When I was in San Francisco two years ago, immediately before I met my girlfriend in person for the first time, I visited a small bookstore in the city's gay district (The Castro). It was the kind of cozy, inviting bookstore that encouraged leisurely browsing, which is exactly what I did for my last few hours in the city. I checked out the staff favourites; I discretely flipped through LGBTQ books that would make Dan Savage blush; and I somehow resisted the enormous selection of magnets and mugs and bookmarks that I'm usually suckered into buying. In the end, despite finding a large collection of books that wanted to come home with me, I managed to leave with only one: Tiny Beautiful Things, by Cheryl Strayed.
If you have never read this book, you should go out and do so immediately. And don't take it out from the library (although I love libraries): buy it so that you can read it over and over and over again. The book is a collection of articles from the "Dear Sugar" online advice column that Strayed used to write, and it is easily the best advice column I've ever read. She addresses every topic from romance (of course) to friendship to finances to body image to life's purpose, and she does so in a way that is wise and frank and kind and simply amazing. I loved the book so much that I finished it on the red-eye from San Francisco (instead of resting up for my date when I got home), and I have read it cover to cover two additional times. When I picked it up to start writing this blog post, I had a hard time not reading it a fourth time.

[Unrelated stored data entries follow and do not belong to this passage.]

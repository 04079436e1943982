//! # Showcase Core
//!
//! Interactive demonstration engine for the clinical nutrition showcase page.
//!
//! This crate contains the dataset and the client-side behaviours that present it:
//! - the immutable Dataset Store, compiled into the binary
//! - startup invariant checks (development builds only)
//! - navigation and case-viewer controllers, driven by discrete UI events
//! - tooltip placement
//! - the asset boundary and the HTML renderer
//!
//! **No server or CLI concerns**: HTTP handling lives in the `showcase-run` binary and the command
//! line in `showcase-cli`.

pub mod assets;
pub mod config;
pub mod constants;
pub mod dataset;
pub mod error;
pub mod integrity;
pub mod navigation;
pub mod render;
pub mod session;
pub mod tooltip;
pub mod viewer;

pub use assets::{AssetCatalog, DirAssets, MemoryAssets};
pub use config::{BuildMode, ShowcaseConfig};
pub use dataset::{DatasetStore, DemoCase, Evidence, NavItem, SafetyConstraint};
pub use error::{ShowcaseError, ShowcaseResult};
pub use integrity::{CheckOutcome, IntegrityError};
pub use navigation::{NavigationController, ScrollRecorder, SectionScroller};
pub use render::{project_case, render_page, session_for_query, PageQuery};
pub use session::{DemoSession, SessionSnapshot, UiEvent};
pub use tooltip::{Placement, Tooltip};
pub use viewer::{resolve_case_or_first, CaseViewer, ViewMode};

use std::sync::Arc;

/// A started showcase: configuration plus a dataset that passed (or skipped) its startup checks.
#[derive(Clone, Debug)]
pub struct Showcase {
    cfg: ShowcaseConfig,
    store: Arc<DatasetStore>,
    checks: CheckOutcome,
}

impl Showcase {
    /// Loads the compiled-in dataset and runs the startup checks.
    ///
    /// # Errors
    ///
    /// Returns an error if the dataset cannot be parsed or, in development builds, violates an
    /// invariant. Either way the build artifact is broken and startup must stop.
    pub fn start(cfg: ShowcaseConfig) -> ShowcaseResult<Self> {
        Self::start_with(cfg, DatasetStore::builtin()?)
    }

    /// Like [`Showcase::start`] with an explicit dataset.
    pub fn start_with(cfg: ShowcaseConfig, store: DatasetStore) -> ShowcaseResult<Self> {
        let checks = integrity::run_startup_checks(&cfg, &store, &render::copy::required_labels())?;
        tracing::info!(
            "showcase started in {} mode (invariant checks {:?})",
            cfg.mode(),
            checks
        );
        Ok(Self {
            cfg,
            store: Arc::new(store),
            checks,
        })
    }

    pub fn config(&self) -> &ShowcaseConfig {
        &self.cfg
    }

    pub fn store(&self) -> &Arc<DatasetStore> {
        &self.store
    }

    pub fn checks(&self) -> CheckOutcome {
        self.checks
    }

    /// The configured asset directory.
    pub fn assets(&self) -> DirAssets {
        DirAssets::new(self.cfg.asset_dir())
    }

    /// A fresh session with every section mounted.
    pub fn new_session(&self) -> DemoSession {
        let mut session = DemoSession::new(self.store.clone());
        session.mount_sections(render::mounted_section_ids(&self.store));
        session
    }

    /// Renders the page for a request's query.
    pub fn render(&self, query: &PageQuery) -> ShowcaseResult<String> {
        let session = session_for_query(self.store.clone(), query)?;
        Ok(render_page(&session, &self.assets()))
    }
}

#[cfg(test)]
mod tests {
    use super::*;
    use crate::dataset::tests::{case, nav};
    use std::path::PathBuf;

    fn cfg(mode: BuildMode) -> ShowcaseConfig {
        ShowcaseConfig::new(mode, PathBuf::from("no-such-asset-dir"))
    }

    #[test]
    fn starts_with_builtin_dataset_in_development() {
        let showcase = Showcase::start(cfg(BuildMode::Development)).expect("starts");
        assert_eq!(showcase.checks(), CheckOutcome::Passed);
        assert_eq!(showcase.store().cases().len(), 3);
    }

    #[test]
    fn duplicate_case_halts_development_startup() {
        let store = DatasetStore::new(
            vec![nav("overview", "Overview")],
            vec![case("case-1"), case("case-1")],
        )
        .unwrap();
        let err = Showcase::start_with(cfg(BuildMode::Development), store)
            .expect_err("should halt");
        assert!(err.to_string().contains("duplicate case id 'case-1'"));
    }

    #[test]
    fn production_startup_skips_checks() {
        let store = DatasetStore::new(
            vec![nav("overview", "Overview")],
            vec![case("case-1"), case("case-1")],
        )
        .unwrap();
        let showcase =
            Showcase::start_with(cfg(BuildMode::Production), store).expect("proceeds");
        assert_eq!(showcase.checks(), CheckOutcome::Skipped);
    }

    #[test]
    fn new_session_mounts_every_section() {
        let showcase = Showcase::start(cfg(BuildMode::Development)).unwrap();
        let session = showcase.new_session();
        for id in showcase.store().nav_ids() {
            assert!(session.scroller().is_mounted(id));
        }
    }

    #[test]
    fn render_without_assets_uses_placeholders() {
        let showcase = Showcase::start(cfg(BuildMode::Development)).unwrap();
        let page = showcase.render(&PageQuery::default()).unwrap();
        assert!(page.contains("no-such-asset-dir/"));
    }
}
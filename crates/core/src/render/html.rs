//! Small HTML building helpers.

use serde_json::Value;

/// Escapes text for use in HTML element content and double-quoted attributes.
pub fn escape_html(s: &str) -> String {
    let mut out = String::with_capacity(s.len());
    for c in s.chars() {
        match c {
            '&' => out.push_str("&amp;"),
            '<' => out.push_str("&lt;"),
            '>' => out.push_str("&gt;"),
            '"' => out.push_str("&quot;"),
            '\'' => out.push_str("&#39;"),
            _ => out.push(c),
        }
    }
    out
}

/// Percent-encodes a query-string value.
pub fn encode_query_value(s: &str) -> String {
    let mut out = String::with_capacity(s.len());
    for b in s.bytes() {
        if b.is_ascii_alphanumeric() || matches!(b, b'-' | b'_' | b'.' | b'~') {
            out.push(b as char);
        } else {
            out.push_str(&format!("%{b:02X}"));
        }
    }
    out
}

/// `"retrieved_points"` → `"Retrieved points"`.
pub fn humanize_key(key: &str) -> String {
    let spaced = key.replace(['_', '-'], " ");
    let mut chars = spaced.chars();
    match chars.next() {
        Some(first) => first.to_uppercase().chain(chars).collect(),
        None => String::new(),
    }
}

/// Pretty-printed JSON for `<pre>` blocks.
pub fn pretty_json(value: &Value) -> String {
    serde_json::to_string_pretty(value).unwrap_or_else(|_| value.to_string())
}

/// Renders an opaque value for display: maps as definition lists, sequences as lists.
pub fn render_value(out: &mut String, value: &Value) {
    match value {
        Value::Null => {}
        Value::String(s) => out.push_str(&escape_html(s)),
        Value::Bool(b) => out.push_str(if *b { "yes" } else { "no" }),
        Value::Number(n) => out.push_str(&n.to_string()),
        Value::Array(items) => {
            if items.iter().all(is_scalar) {
                let joined: Vec<String> = items.iter().map(scalar_text).collect();
                out.push_str(&escape_html(&joined.join(", ")));
            } else {
                out.push_str("<ul>");
                for item in items {
                    out.push_str("<li>");
                    render_value(out, item);
                    out.push_str("</li>");
                }
                out.push_str("</ul>");
            }
        }
        Value::Object(map) => {
            out.push_str("<dl>");
            for (key, item) in map {
                out.push_str(&format!("<dt>{}</dt><dd>", escape_html(&humanize_key(key))));
                render_value(out, item);
                out.push_str("</dd>");
            }
            out.push_str("</dl>");
        }
    }
}

fn is_scalar(value: &Value) -> bool {
    !matches!(value, Value::Array(_) | Value::Object(_))
}

fn scalar_text(value: &Value) -> String {
    match value {
        Value::String(s) => s.clone(),
        other => other.to_string(),
    }
}

/// Renders a list of strings as `<ul>`, or nothing when empty.
pub fn render_list(out: &mut String, items: &[String]) {
    if items.is_empty() {
        return;
    }
    out.push_str("<ul>");
    for item in items {
        out.push_str(&format!("<li>{}</li>", escape_html(item)));
    }
    out.push_str("</ul>");
}

#[cfg(test)]
mod tests {
    use super::*;
    use serde_json::json;

    #[test]
    fn escapes_special_chars() {
        assert_eq!(
            escape_html(r#"<b a="1">Tom & 'Jerry'</b>"#),
            "&lt;b a=&quot;1&quot;&gt;Tom &amp; &#39;Jerry&#39;&lt;/b&gt;"
        );
    }

    #[test]
    fn encodes_query_values() {
        assert_eq!(encode_query_value("case-1"), "case-1");
        assert_eq!(encode_query_value("a b&c"), "a%20b%26c");
    }

    #[test]
    fn humanizes_keys() {
        assert_eq!(humanize_key("retrieved_points"), "Retrieved points");
        assert_eq!(humanize_key("hba1c_percent"), "Hba1c percent");
        assert_eq!(humanize_key(""), "");
    }

    #[test]
    fn renders_nested_values() {
        let mut out = String::new();
        render_value(
            &mut out,
            &json!({ "age": 67, "medications": ["a", "b"], "notes": "<x>" }),
        );
        assert!(out.starts_with("<dl>"));
        assert!(out.contains("<dt>Age</dt><dd>67</dd>"));
        assert!(out.contains("<dd>a, b</dd>"));
        assert!(out.contains("&lt;x&gt;"));
    }

    #[test]
    fn renders_sequences_of_records_as_lists() {
        let mut out = String::new();
        render_value(&mut out, &json!([{ "a": 1 }, { "a": 2 }]));
        assert_eq!(out.matches("<li>").count(), 2);
    }

    #[test]
    fn empty_list_renders_nothing() {
        let mut out = String::new();
        render_list(&mut out, &[]);
        assert!(out.is_empty());
    }
}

Anyway...this is not supposed to be a post about the genius of Cheryl Strayed but rather a post inspired by one of her responses as "Dear Sugar". In one of the letters she received, a young woman wrote about her desire to go to graduate school and her frustration about having to incur additional student debt to do so because her parents didn't have the means to put her through school. In one line that stuck with me, the woman stated "[M]ore often than not, I am defined by my 'student loan identity'." Strayed's response surprised me a bit. She seemed to diminish the woman's concerns about debt, and she encouraged her to strongly consider graduate school despite the cost. In addressing the woman's concerns about the psychological aspect of debt, she said "I don't even known what a student loan identity is. Do you? What is a student loan identity?"
As I sit here, months away from having a positive net worth for the first time in almost a decade, and another decade away from having my debts payed off, I know exactly what a student loan identity is. A student loan identity is waking up every morning and thinking about how much you still owe. It's feeling like every dollar you earn is already accounted for and that none of it is actually yours. It's saying yes to extra clinics and extra weekends of call because you're bloody tired of being in the red. It's feeling like every decision you make has to be based on the financial implications, rather than on what you most want to do in your heart. No matter what my rational brain tells me about the wisdom of my decision to go to medical school or the long-term financial security that I will enjoy, my lizard brain keeps fixating on my student loan and the long road between me and debt repayment.
I wish I could be more Zen about my debt and just accept that it's there and will be for a long time, but I can't seem to get past the sensation of OH MY GOD, MY HAIR IS ON FIRE! I can't seem to stop questioning every purchase, wondering if I can somehow live without $20 a bag cat litter and train my cats to use the toilet. (The answer to that question is a resounding no.) I can't seem to say no to any opportunity to make extra money, no matter how tired or stressed I may be making myself.
More than anything, I just want to be back in the black.